L'affaire fit beaucoup de bruit dans la région, une équipe TV de la CBS fut même envoyée sur les lieux. Le shérif devait déclarer au reporter "C'est une regrettable erreur... une bavure... je suis désolé."

C'est tout ce qu'il trouve à dire ce salaud, pensa Stan, seul devant son poste de télévision. Seul avec son chagrin immense. Déjà l'idée de vengeance germait en lui... Le temps passa. Neuf mois exactement, le délai nécessaire pour accoucher d'un plan de vendetta. On était en juin, les premiers touristes avaient fait leur apparition. Un vendredi soir Stan appela le bureau du shérif :

-"Venez vite shérif, il y a des rôdeurs dans mon jardin. Sûrement quelques petits voyous venus pour le week-end !"

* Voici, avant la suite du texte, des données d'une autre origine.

// Copyright 2025 Lablup Inc. and Jeongkyu Shin
//
// Licensed under the Apache License, Version 2.0 (the "License");
// you may not use this file except in compliance with the License.
// You may obtain a copy of the License at
//
//     http://www.apache.org/licenses/LICENSE-2.0
//
// Unless required by applicable law or agreed to in writing, software
// distributed under the License is distributed on an "AS IS" BASIS,
// WITHOUT WARRANTIES OR CONDITIONS OF ANY KIND, either express or implied.
// See the License for the specific language governing permissions and
// limitations under the License.

use once_cell::sync::Lazy;
use regex::Regex;
use serde::Serialize;
use std::fmt;

static PS1_NAME: Lazy<Regex> = Lazy::new(|| Regex::new(r"^PS\d{4}$").expect("valid PS1 pattern"));
static PS2_NAME: Lazy<Regex> = Lazy::new(|| Regex::new(r"^PS\d{7}$").expect("valid PS2 pattern"));

/// Canonical form of a machine name: trimmed and upper-cased.
pub fn normalize_name(name: &str) -> String {
    name.trim().to_uppercase()
}

/// Hardware family of a machine, derived from its name.
#[derive(Debug, Clone, Copy, PartialEq, Eq, Hash, Serialize)]
#[serde(rename_all = "UPPERCASE")]
pub enum DeviceFamily {
    Ps1,
    Ps2,
    Unknown,
}

impl DeviceFamily {
    /// `PS` plus four digits is PS1, `PS` plus seven digits is PS2.
    pub fn classify(name: &str) -> Self {
        let name = normalize_name(name);
        if PS1_NAME.is_match(&name) {
            DeviceFamily::Ps1
        } else if PS2_NAME.is_match(&name) {
            DeviceFamily::Ps2
        } else {
            DeviceFamily::Unknown
        }
    }

    pub fn label(&self) -> &'static str {
        match self {
            DeviceFamily::Ps1 => "PS1",
            DeviceFamily::Ps2 => "PS2",
            DeviceFamily::Unknown => "unknown",
        }
    }
}

impl fmt::Display for DeviceFamily {
    fn fmt(&self, f: &mut fmt::Formatter<'_>) -> fmt::Result {
        f.write_str(self.label())
    }
}

/// Which families an operation applies to.
#[derive(Debug, Clone, Copy, PartialEq, Eq, Default, clap::ValueEnum)]
pub enum FamilySelection {
    Ps1,
    Ps2,
    #[default]
    Both,
}

impl FamilySelection {
    /// `Both` covers PS1 and PS2 but never unrecognized names.
    pub fn includes(&self, family: DeviceFamily) -> bool {
        match (self, family) {
            (_, DeviceFamily::Unknown) => false,
            (FamilySelection::Both, _) => true,
            (FamilySelection::Ps1, DeviceFamily::Ps1) => true,
            (FamilySelection::Ps2, DeviceFamily::Ps2) => true,
            _ => false,
        }
    }
}

impl fmt::Display for FamilySelection {
    fn fmt(&self, f: &mut fmt::Formatter<'_>) -> fmt::Result {
        let label = match self {
            FamilySelection::Ps1 => "PS1",
            FamilySelection::Ps2 => "PS2",
            FamilySelection::Both => "BOTH",
        };
        f.write_str(label)
    }
}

Stan raccrocha le combiné, prit son fusil dans l'armoire et y glissa deux cartouches. L'arme était parfaitement graissée depuis de longs mois. Pourtant, tout semblait dater d'hier. Stan se posta derrière la fenêtre de la cuisine qui donnait sur le petit jardin potager. La voiture de police se gara sans bruit devant la maison. Les deux hommes en sortirent silencieusement et allèrent frapper à la porte. A voix basse, celui-ci leur indiqua le jardin derrière la bâtisse. Les policiers contournèrent la véranda. Quand ils arrivèrent devant la fenêtre de la cuisine, Stan tira deux fois. Plus tard, au procès, l'accusé déclara : -" Je ne sais pas ce qui s'est passé. Je regardais la télé, j'ai entendu du bruit dans le jardin. A cette époque de l'année il y a de nombreux rôdeurs, vous savez ... Je ne comprends rien, je suis désolé... c'est une bavure..."

Le jury, de braves commerçants, l'acquitta.